==== Provided data
//! Where dictionary data comes from.

use std::io::{ErrorKind, Read};
use std::path::PathBuf;

use smol_str::SmolStr;
use thiserror::Error;

use crate::vfs::{self, File, Filesystem};

/// Error opening or decoding the data behind one language's dictionary.
#[derive(Debug, Error)]
pub enum SourceError {
    /// The affix or word-list resource could not be read.
    #[error("failed to read the {resource} for {language}: {source}")]
    Io {
        /// Language tag the resource belongs to.
        language: SmolStr,
        /// Which of the two resources failed.
        resource: &'static str,
        /// The underlying I/O error.
        #[source]
        source: std::io::Error,
    },
    /// The resource was not valid UTF-8.
    #[error("the {resource} for {language} is not valid UTF-8")]
    Utf8 {
        /// Language tag the resource belongs to.
        language: SmolStr,
        /// Which of the two resources was malformed.
        resource: &'static str,
    },
}

/// Dictionary text, memory-mapped when the origin allows it.
pub(crate) enum SourceText {
    Mapped(memmap2::Mmap),
    Owned(String),
}

impl SourceText {
    fn as_str(&self) -> &str {
        match self {
            // UTF-8 was validated when the mapping was created
            SourceText::Mapped(map) => unsafe { std::str::from_utf8_unchecked(map) },
            SourceText::Owned(text) => text,
        }
    }
}

/// The two text resources a Hunspell dictionary is compiled from.
pub struct DictionaryData {
    pub(crate) affix: SourceText,
    pub(crate) word_list: SourceText,
}

impl DictionaryData {
    /// The affix ruleset.
    pub fn affix(&self) -> &str {
        self.affix.as_str()
    }

    /// The word list.
    pub fn word_list(&self) -> &str {
        self.word_list.as_str()
    }
}

/// Supplies the affix and word-list resources for a language tag.
///
/// The store is agnostic to origin: anything that can produce the two
/// byte streams qualifies.
pub trait DictionarySource: Send + Sync {
    /// Opens both resources for `language`.
    fn open(&self, language: &str) -> Result<DictionaryData, SourceError>;
}

/// `<root>/<language>.aff` + `<root>/<language>.dic` on a [`Filesystem`].
pub struct FsDictionarySource<F: Filesystem = vfs::Fs> {
    root: PathBuf,
    fs: F,
}

impl FsDictionarySource<vfs::Fs> {
    /// Source reading from `root` on the real filesystem.
    pub fn new(root: impl Into<PathBuf>) -> FsDictionarySource {
        FsDictionarySource {
            root: root.into(),
            fs: vfs::Fs,
        }
    }
}

impl<F: Filesystem> FsDictionarySource<F> {
    /// Source reading from `root` on an arbitrary filesystem.
    pub fn with_filesystem(root: impl Into<PathBuf>, fs: F) -> FsDictionarySource<F> {
        FsDictionarySource {
            root: root.into(),
            fs,
        }
    }

    fn read(
        &self,
        language: &str,
        extension: &str,
        resource: &'static str,
    ) -> Result<SourceText, SourceError> {
        let path = self.root.join(format!("{}.{}", language, extension));
        let mut file = self.fs.open(&path).map_err(|source| SourceError::Io {
            language: SmolStr::new(language),
            resource,
            source,
        })?;

        // Map when the backing store allows it, stream otherwise.
        if let Ok(map) = unsafe { file.memory_map() } {
            if std::str::from_utf8(&map).is_err() {
                return Err(SourceError::Utf8 {
                    language: SmolStr::new(language),
                    resource,
                });
            }
            return Ok(SourceText::Mapped(map));
        }

        let mut text = String::new();
        file.read_to_string(&mut text)
            .map_err(|source| match source.kind() {
                ErrorKind::InvalidData => SourceError::Utf8 {
                    language: SmolStr::new(language),
                    resource,
                },
                _ => SourceError::Io {
                    language: SmolStr::new(language),
                    resource,
                    source,
                },
            })?;
        Ok(SourceText::Owned(text))
    }
}

impl<F> DictionarySource for FsDictionarySource<F>
where
    F: Filesystem + Send + Sync,
{
    fn open(&self, language: &str) -> Result<DictionaryData, SourceError> {
        Ok(DictionaryData {
            affix: self.read(language, "aff", "affix ruleset")?,
            word_list: self.read(language, "dic", "word list")?,
        })
    }
}
//! Lazily built per-language Hunspell dictionaries.

pub mod source;

use std::sync::Arc;

use hashbrown::HashMap;
use itertools::Itertools;
use parking_lot::RwLock;
use smol_str::SmolStr;
use spellbook::Dictionary;
use unic_ucd_category::GeneralCategory;

use self::source::DictionarySource;

/// Outcome of one dictionary lookup.
#[derive(Debug, Clone, Copy, PartialEq, Eq)]
pub enum Lookup {
    /// The dictionary accepts the word.
    Correct,
    /// The dictionary rejects the word.
    Incorrect,
    /// No dictionary could be built for the language, so nothing can be
    /// confirmed; callers must not report a misspelling from this.
    NoDictionary,
}

/// Owns one compiled dictionary per language, built on first use and
/// reused for the process lifetime unless explicitly invalidated.
///
/// A failed build is remembered too: the language stays dictionary-less
/// instead of recompiling (and re-failing) on every check.
pub struct DictionaryStore {
    source: Box<dyn DictionarySource>,
    dictionaries: RwLock<HashMap<SmolStr, Option<Arc<Dictionary>>>>,
    n_best: usize,
}

impl DictionaryStore {
    /// Creates a store over `source`, truncating suggestion lists to
    /// `n_best` entries.
    pub fn new(source: Box<dyn DictionarySource>, n_best: usize) -> DictionaryStore {
        DictionaryStore {
            source,
            dictionaries: RwLock::new(HashMap::new()),
            n_best,
        }
    }

    /// Checks `word` against the dictionary for `language`.
    ///
    /// A word without a single letter is never a misspelling.
    pub fn check(&self, language: &str, word: &str) -> Lookup {
        if word.chars().all(|c| !GeneralCategory::of(c).is_letter()) {
            return Lookup::Correct;
        }

        match self.dictionary(language) {
            Some(dictionary) => {
                if dictionary.check(word) {
                    Lookup::Correct
                } else {
                    Lookup::Incorrect
                }
            }
            None => Lookup::NoDictionary,
        }
    }

    /// Ranked alternative spellings for `word`; empty without a dictionary.
    pub fn suggest(&self, language: &str, word: &str) -> Vec<SmolStr> {
        let dictionary = match self.dictionary(language) {
            Some(v) => v,
            None => return vec![],
        };

        let mut suggestions = Vec::new();
        dictionary.suggest(word, &mut suggestions);
        suggestions
            .into_iter()
            .map(SmolStr::new)
            .unique()
            .take(self.n_best)
            .collect()
    }

    /// Drops the compiled dictionary for `language` so the next check
    /// rebuilds it from the source.
    pub fn invalidate(&self, language: &str) {
        self.dictionaries.write().remove(language);
    }

    /// Drops every compiled dictionary.
    pub fn invalidate_all(&self) {
        self.dictionaries.write().clear();
    }

    fn dictionary(&self, language: &str) -> Option<Arc<Dictionary>> {
        if let Some(entry) = self.dictionaries.read().get(language) {
            return entry.clone();
        }

        // Built outside the lock; when two threads race, both may build
        // but the first insert wins and the duplicate is dropped.
        let built = self.build(language);
        let mut map = self.dictionaries.write();
        map.entry(SmolStr::new(language)).or_insert(built).clone()
    }

    fn build(&self, language: &str) -> Option<Arc<Dictionary>> {
        let data = match self.source.open(language) {
            Ok(v) => v,
            Err(err) => {
                log::warn!("no dictionary available for {}: {}", language, err);
                return None;
            }
        };

        match Dictionary::new(data.affix(), data.word_list()) {
            Ok(dictionary) => Some(Arc::new(dictionary)),
            Err(err) => {
                log::warn!("dictionary for {} failed to compile: {}", language, err);
                None
            }
        }
    }
}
========
Task goal »
The required output is the set of lines from the first line of the data through the line that contains "not valid UTF-8.", transcribed exactly.

Written response »
//! Where dictionary data comes from.

use std::io::{ErrorKind, Read};
use std::path::PathBuf;

use smol_str::SmolStr;
use thiserror::Error;

use crate::vfs::{self, File, Filesystem};

/// Error opening or decoding the data behind one language's dictionary.
#[derive(Debug, Error)]
pub enum SourceError {
    /// The affix or word-list resource could not be read.
    #[error("failed to read the {resource} for {language}: {source}")]
    Io {
        /// Language tag the resource belongs to.
        language: SmolStr,
        /// Which of the two resources failed.
        resource: &'static str,
        /// The underlying I/O error.
        #[source]
        source: std::io::Error,
    },
    /// The resource was not valid UTF-8.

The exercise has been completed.